• [Task goal]: Return copies of the lines below that mention "NamedExpr".

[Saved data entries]
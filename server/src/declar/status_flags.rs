/// Server status bits carried in OK and EOF packets.

/// A multi-statement transaction is open.
pub(crate) const SERVER_STATUS_IN_TRANS: u16 = 0x0001;

/// Server in auto_commit mode.
pub(crate) const SERVER_STATUS_AUTOCOMMIT: u16 = 0x0002;

/// Multi query - next query exists.
pub(crate) const SERVER_MORE_RESULTS_EXISTS: u16 = 0x0008;

pub(crate) const SERVER_STATUS_NO_INDEX_USED: u16 = 0x0020;

pub(crate) const SERVER_STATUS_LAST_ROW_SENT: u16 = 0x0080;

pub(crate) const SERVER_STATUS_DB_DROPPED: u16 = 0x0100;

pub(crate) const SERVER_QUERY_WAS_SLOW: u16 = 0x0800;

#[derive(Debug, Clone, Copy, PartialEq, Eq)]
pub struct StatusFlags {
    status_flags: u16,
}

impl StatusFlags {
    pub fn new(status_flags: u16) -> Self {
        StatusFlags { status_flags }
    }

    pub fn empty() -> Self {
        StatusFlags::new(0)
    }

    pub fn contains(&self, status_flag: u16) -> bool {
        (self.status_flags & status_flag) != 0
    }

    pub fn insert(&mut self, status_flag: u16) {
        self.status_flags |= status_flag;
    }

    pub fn value(&self) -> u16 {
        self.status_flags
    }
}

/// The status word for a session: autocommit bit plus the open-transaction
/// bit.
pub fn session_status(autocommit: bool, in_transaction: bool) -> StatusFlags {
    let mut flags = StatusFlags::empty();
    if autocommit {
        flags.insert(SERVER_STATUS_AUTOCOMMIT);
    }
    if in_transaction {
        flags.insert(SERVER_STATUS_IN_TRANS);
    }
    flags
}
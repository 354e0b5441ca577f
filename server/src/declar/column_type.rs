use common::schema::{ColumnInfo, DataType};

/// Protocol column type codes (a subset of the full MySQL table).
#[derive(Debug, Clone, Copy, PartialEq, Eq)]
pub enum MysqlColumnType {
    Tiny = 0x01,
    Short = 0x02,
    Long = 0x03,
    Float = 0x04,
    Double = 0x05,
    Null = 0x06,
    Timestamp = 0x07,
    LongLong = 0x08,
    Date = 0x0a,
    Time = 0x0b,
    Datetime = 0x0c,
    VarChar = 0x0f,
    Blob = 0xfc,
    VarString = 0xfd,
}

/// Column definition flags.
pub(crate) const NOT_NULL_FLAG: u16 = 0x0001;
pub(crate) const PRI_KEY_FLAG: u16 = 0x0002;
pub(crate) const UNIQUE_KEY_FLAG: u16 = 0x0004;
pub(crate) const UNSIGNED_FLAG: u16 = 0x0020;
pub(crate) const BINARY_FLAG: u16 = 0x0080;
pub(crate) const AUTO_INCREMENT_FLAG: u16 = 0x0200;

/// Engine type tag → wire type code.
pub fn mysql_type_of(data_type: &DataType) -> MysqlColumnType {
    match data_type {
        DataType::TinyInt | DataType::UTinyInt | DataType::Boolean => MysqlColumnType::Tiny,
        DataType::SmallInt | DataType::USmallInt => MysqlColumnType::Short,
        DataType::Int | DataType::UInt => MysqlColumnType::Long,
        DataType::BigInt | DataType::UBigInt => MysqlColumnType::LongLong,
        DataType::Float => MysqlColumnType::Float,
        DataType::Double => MysqlColumnType::Double,
        DataType::Varchar => MysqlColumnType::VarString,
        DataType::Blob => MysqlColumnType::Blob,
        DataType::Date => MysqlColumnType::Date,
        DataType::Time => MysqlColumnType::Time,
        DataType::DateTime => MysqlColumnType::Datetime,
        DataType::Timestamp => MysqlColumnType::Timestamp,
    }
}

pub fn column_flags(column: &ColumnInfo) -> u16 {
    let mut flags = 0;
    if !column.nullable {
        flags |= NOT_NULL_FLAG;
    }
    if column.primary_key {
        flags |= PRI_KEY_FLAG | NOT_NULL_FLAG;
    }
    if column.unique {
        flags |= UNIQUE_KEY_FLAG;
    }
    if column.data_type.is_unsigned() {
        flags |= UNSIGNED_FLAG;
    }
    if column.data_type == DataType::Blob {
        flags |= BINARY_FLAG;
    }
    if column.auto_increment {
        flags |= AUTO_INCREMENT_FLAG;
    }
    flags
}
use crate::ast::expr::Expr;
use crate::logical::plan::LogicalPlan;
use crate::rules::{map_children, RewriteRule};

/// Drop projection nodes whose output is exactly their input's schema.
pub struct ProjectionElimination;

impl RewriteRule for ProjectionElimination {
    fn name(&self) -> &'static str {
        "ProjectionElimination"
    }

    fn apply(&self, plan: LogicalPlan) -> (LogicalPlan, bool) {
        let mut changed = false;
        let plan = eliminate(plan, &mut changed);
        (plan, changed)
    }
}

fn eliminate(plan: LogicalPlan, changed: &mut bool) -> LogicalPlan {
    let plan = map_children(plan, &mut |child| eliminate(child, changed));
    if let LogicalPlan::Projection { exprs, input } = &plan {
        let identical = {
            let input_columns = input.output_columns();
            exprs.len() == input_columns.len()
                && exprs.iter().zip(&input_columns).all(|(item, col)| {
                    item.alias.is_none() && item.expr == Expr::Column(col.clone())
                })
        };
        if identical {
            *changed = true;
            let LogicalPlan::Projection { input, .. } = plan else {
                unreachable!()
            };
            return *input;
        }
    }
    plan
}

#[cfg(test)]
mod test {
    use super::*;
    use crate::logical::plan::NamedExpr;

    fn scan() -> LogicalPlan {
        LogicalPlan::DataSource {
            table: "t".into(),
            alias: None,
            schema: vec!["a".into(), "b".into()],
            filters: vec![],
            pushed_limit: None,
            projection: vec![],
            estimated_rows: 10,
            from_cte: false,
        }
    }

    #[test]
    fn removes_identity_projection() {
        let plan = LogicalPlan::Projection {
            exprs: vec![
                NamedExpr::new(Expr::col("a")),
                NamedExpr::new(Expr::col("b")),
            ],
            input: Box::new(scan()),
        };
        let (out, changed) = ProjectionElimination.apply(plan);
        assert!(changed);
        assert!(matches!(out, LogicalPlan::DataSource { .. }));
    }

    #[test]
    fn keeps_narrowing_projection() {
        let plan = LogicalPlan::Projection {
            exprs: vec![NamedExpr::new(Expr::col("a"))],
            input: Box::new(scan()),
        };
        let (out, changed) = ProjectionElimination.apply(plan);
        assert!(!changed);
        assert!(matches!(out, LogicalPlan::Projection { .. }));
    }

    #[test]
    fn keeps_renaming_projection() {
        let plan = LogicalPlan::Projection {
            exprs: vec![
                NamedExpr::aliased(Expr::col("a"), "x"),
                NamedExpr::new(Expr::col("b")),
            ],
            input: Box::new(scan()),
        };
        let (_, changed) = ProjectionElimination.apply(plan);
        assert!(!changed);
    }
}
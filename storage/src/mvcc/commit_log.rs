use std::sync::atomic::{AtomicU64, Ordering};

use dashmap::DashMap;

use crate::mvcc::snapshot::Snapshot;

#[derive(Debug, Clone, Copy, PartialEq, Eq)]
pub enum TxnStatus {
    Committed,
    Aborted,
}

/// Authority for transaction outcomes. Snapshots are cut here so the
/// id counter and the active set stay consistent.
#[derive(Debug, Default)]
pub struct CommitLog {
    /// Next transaction id; ids are monotone and never reused.
    next_xid: AtomicU64,
    statuses: DashMap<u64, TxnStatus>,
    active: DashMap<u64, ()>,
}

impl CommitLog {
    pub fn new() -> Self {
        CommitLog {
            next_xid: AtomicU64::new(1),
            statuses: DashMap::new(),
            active: DashMap::new(),
        }
    }

    pub fn allocate(&self) -> u64 {
        let xid = self.next_xid.fetch_add(1, Ordering::SeqCst);
        self.active.insert(xid, ());
        xid
    }

    /// Cut a snapshot: ids at or past `xmax`, and ids still active now, are
    /// invisible. Reading `next_xid` first keeps a racing allocate() safe:
    /// the latecomer's id is past our xmax either way.
    pub fn snapshot(&self) -> Snapshot {
        let xmax = self.next_xid.load(Ordering::SeqCst);
        let in_progress = self.active.iter().map(|e| *e.key()).collect();
        Snapshot { xmax, in_progress }
    }

    pub fn commit(&self, xid: u64) {
        self.statuses.insert(xid, TxnStatus::Committed);
        self.active.remove(&xid);
    }

    pub fn abort(&self, xid: u64) {
        self.statuses.insert(xid, TxnStatus::Aborted);
        self.active.remove(&xid);
    }

    pub fn status(&self, xid: u64) -> Option<TxnStatus> {
        self.statuses.get(&xid).map(|s| *s)
    }

    pub fn is_committed(&self, xid: u64) -> bool {
        self.status(xid) == Some(TxnStatus::Committed)
    }

    /// True when `xid` committed after `snapshot` was cut. Serializable
    /// commit validation is built on this.
    pub fn committed_since(&self, xid: u64, snapshot: &Snapshot) -> bool {
        self.is_committed(xid) && !snapshot.sees_xid(xid)
    }
}

#[cfg(test)]
mod test {
    use super::*;

    #[test]
    fn snapshot_tracks_active_set() {
        let log = CommitLog::new();
        let a = log.allocate();
        let b = log.allocate();
        log.commit(a);

        let snap = log.snapshot();
        assert!(snap.sees_xid(a));
        assert!(!snap.sees_xid(b));

        log.commit(b);
        assert!(log.committed_since(b, &snap));
        assert!(!log.committed_since(a, &snap));
    }

    #[test]
    fn aborted_never_committed() {
        let log = CommitLog::new();
        let a = log.allocate();
        log.abort(a);
        assert_eq!(log.status(a), Some(TxnStatus::Aborted));
        assert!(!log.is_committed(a));
    }
}
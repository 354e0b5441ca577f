use common::err::CResult;
use common::row::Row;
use planner::ast::expr::Expr;
use planner::logical::plan::NamedExpr;

use crate::context::ExecContext;
use crate::expression::evaluate;
use crate::operator::Operator;

/// Evaluates the projection list against each input row.
pub struct ProjectExec {
    exprs: Vec<NamedExpr>,
    child: Box<dyn Operator>,
}

impl ProjectExec {
    pub fn new(exprs: Vec<NamedExpr>, child: Box<dyn Operator>) -> Self {
        ProjectExec { exprs, child }
    }
}

impl Operator for ProjectExec {
    fn open(&mut self, ctx: &ExecContext) -> CResult<()> {
        self.child.open(ctx)
    }

    fn next(&mut self, ctx: &ExecContext) -> CResult<Option<Row>> {
        ctx.qctx.ensure_active()?;
        let Some(row) = self.child.next(ctx)? else {
            return Ok(None);
        };
        let mut out = Row::new();
        for item in &self.exprs {
            out.set(item.name(), evaluate(&item.expr, &row, ctx)?);
        }
        Ok(Some(out))
    }

    fn close(&mut self, ctx: &ExecContext) -> CResult<()> {
        self.child.close(ctx)
    }
}

/// Literal rows (`SELECT 1+2`, `VALUES ...`): every expression list is
/// evaluated against an empty row.
pub struct ValuesExec {
    columns: Vec<String>,
    rows: Vec<Vec<Expr>>,
    cursor: usize,
}

impl ValuesExec {
    pub fn new(columns: Vec<String>, rows: Vec<Vec<Expr>>) -> Self {
        ValuesExec {
            columns,
            rows,
            cursor: 0,
        }
    }
}

impl Operator for ValuesExec {
    fn open(&mut self, _ctx: &ExecContext) -> CResult<()> {
        self.cursor = 0;
        Ok(())
    }

    fn next(&mut self, ctx: &ExecContext) -> CResult<Option<Row>> {
        ctx.qctx.ensure_active()?;
        let Some(exprs) = self.rows.get(self.cursor) else {
            return Ok(None);
        };
        self.cursor += 1;
        let empty = Row::new();
        let mut out = Row::new();
        for (i, expr) in exprs.iter().enumerate() {
            let name = self
                .columns
                .get(i)
                .cloned()
                .unwrap_or_else(|| format!("column_{}", i));
            out.set(name, evaluate(expr, &empty, ctx)?);
        }
        Ok(Some(out))
    }

    fn close(&mut self, _ctx: &ExecContext) -> CResult<()> {
        Ok(())
    }
}
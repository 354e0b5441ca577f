use crate::ast::expr::{BinOp, Expr};
use crate::logical::plan::{JoinType, LogicalPlan};
use crate::rules::{conjoin, map_children, split_conjuncts, RewriteRule};

/// Rewrite `IN (SELECT ...)` and equi-correlated `EXISTS (SELECT ...)`
/// into semi joins: an inner hash join that emits each probe row at most
/// once and carries no build-side columns.
pub struct SemiJoinRewrite;

impl RewriteRule for SemiJoinRewrite {
    fn name(&self) -> &'static str {
        "SemiJoinRewrite"
    }

    fn apply(&self, plan: LogicalPlan) -> (LogicalPlan, bool) {
        let mut changed = false;
        let plan = rewrite(plan, &mut changed);
        (plan, changed)
    }
}

fn rewrite(plan: LogicalPlan, changed: &mut bool) -> LogicalPlan {
    let plan = map_children(plan, &mut |child| rewrite(child, changed));
    let LogicalPlan::Selection { predicate, input } = plan else {
        return plan;
    };

    let mut conjuncts = Vec::new();
    split_conjuncts(predicate, &mut conjuncts);

    let mut current = *input;
    let mut kept = Vec::new();
    for conjunct in conjuncts {
        match conjunct {
            Expr::InSubquery {
                expr,
                subquery,
                negated: false,
            } => {
                if let Expr::Column(outer) = *expr {
                    let inner = subquery
                        .output_columns()
                        .first()
                        .cloned()
                        .unwrap_or_default();
                    *changed = true;
                    current = semi_join(current, *subquery, outer, inner);
                } else {
                    kept.push(Expr::InSubquery {
                        expr,
                        subquery,
                        negated: false,
                    });
                }
            }
            Expr::Exists {
                mut subquery,
                negated: false,
            } => match extract_correlation(&mut subquery) {
                Some((outer, inner)) => {
                    *changed = true;
                    current = semi_join(current, *subquery, outer, inner);
                }
                None => kept.push(Expr::Exists {
                    subquery,
                    negated: false,
                }),
            },
            other => kept.push(other),
        }
    }

    match conjoin(kept) {
        Some(rest) => LogicalPlan::Selection {
            predicate: rest,
            input: Box::new(current),
        },
        None => current,
    }
}

fn semi_join(left: LogicalPlan, right: LogicalPlan, outer: String, inner: String) -> LogicalPlan {
    LogicalPlan::Join {
        join_type: JoinType::Inner,
        condition: Some(Expr::binary(
            Expr::Column(outer),
            BinOp::Eq,
            Expr::Column(inner),
        )),
        semi: true,
        right_qualifier: "semi".to_string(),
        left: Box::new(left),
        right: Box::new(right),
    }
}

/// Find and remove one `outer_col = inner_col` conjunct inside the
/// subquery: the side the subquery itself cannot resolve is the outer
/// correlation. Returns (outer, inner) column names.
fn extract_correlation(plan: &mut LogicalPlan) -> Option<(String, String)> {
    match plan {
        LogicalPlan::Selection { predicate, input } => {
            let mut conjuncts = Vec::new();
            split_conjuncts(predicate.clone(), &mut conjuncts);
            let mut found = None;
            let mut rest = Vec::new();
            for conjunct in conjuncts {
                if found.is_none() {
                    if let Expr::BinaryOp { left, op: BinOp::Eq, right } = &conjunct {
                        if let (Expr::Column(a), Expr::Column(b)) = (&**left, &**right) {
                            let a_inner = input.resolves_column(a);
                            let b_inner = input.resolves_column(b);
                            match (a_inner, b_inner) {
                                (false, true) => {
                                    found = Some((a.clone(), b.clone()));
                                    continue;
                                }
                                (true, false) => {
                                    found = Some((b.clone(), a.clone()));
                                    continue;
                                }
                                _ => {}
                            }
                        }
                    }
                }
                rest.push(conjunct);
            }
            let found = found?;
            match conjoin(rest) {
                Some(p) => *predicate = p,
                None => {
                    let input = std::mem::replace(input, Box::new(LogicalPlan::empty()));
                    *plan = *input;
                }
            }
            Some(found)
        }
        LogicalPlan::Projection { input, .. }
        | LogicalPlan::Limit { input, .. }
        | LogicalPlan::Sort { input, .. } => extract_correlation(input),
        _ => None,
    }
}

• [Finished exercise]:
    use crate::logical::plan::NamedExpr;
                NamedExpr::new(Expr::col("a")),
                NamedExpr::new(Expr::col("b")),
            exprs: vec![NamedExpr::new(Expr::col("a"))],
                NamedExpr::aliased(Expr::col("a"), "x"),
                NamedExpr::new(Expr::col("b")),
use planner::logical::plan::NamedExpr;
    exprs: Vec<NamedExpr>,
    pub fn new(exprs: Vec<NamedExpr>, child: Box<dyn Operator>) -> Self {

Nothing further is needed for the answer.